> _About this exercise_
Return all lines from the entries below in which the word "Spur" is present.

> _Data for analysis_
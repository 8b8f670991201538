//! Global String Interner
//!
//! Attribute names and shader symbols are interned into integer [`Symbol`]s so
//! the per-draw attribute resolution compares and hashes integers instead of
//! strings.

use std::sync::LazyLock;

use lasso::{Spur, ThreadedRodeo};

/// Global interner instance.
static INTERNER: LazyLock<ThreadedRodeo> = LazyLock::new(ThreadedRodeo::new);

/// A compact integer handle for an interned string.
pub type Symbol = Spur;

/// Interns a string and returns its [`Symbol`].
///
/// Returns the existing symbol if the string was interned before.
#[inline]
pub fn intern(s: &str) -> Symbol {
    INTERNER.get_or_intern(s)
}

/// Looks up the symbol of an already interned string without allocating.
#[inline]
pub fn get(s: &str) -> Option<Symbol> {
    INTERNER.get(s)
}

/// Resolves a symbol back to its string.
#[inline]
pub fn resolve(sym: Symbol) -> &'static str {
    INTERNER.resolve(&sym)
}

> _Final answer_
use lasso::{Spur, ThreadedRodeo};
pub type Symbol = Spur;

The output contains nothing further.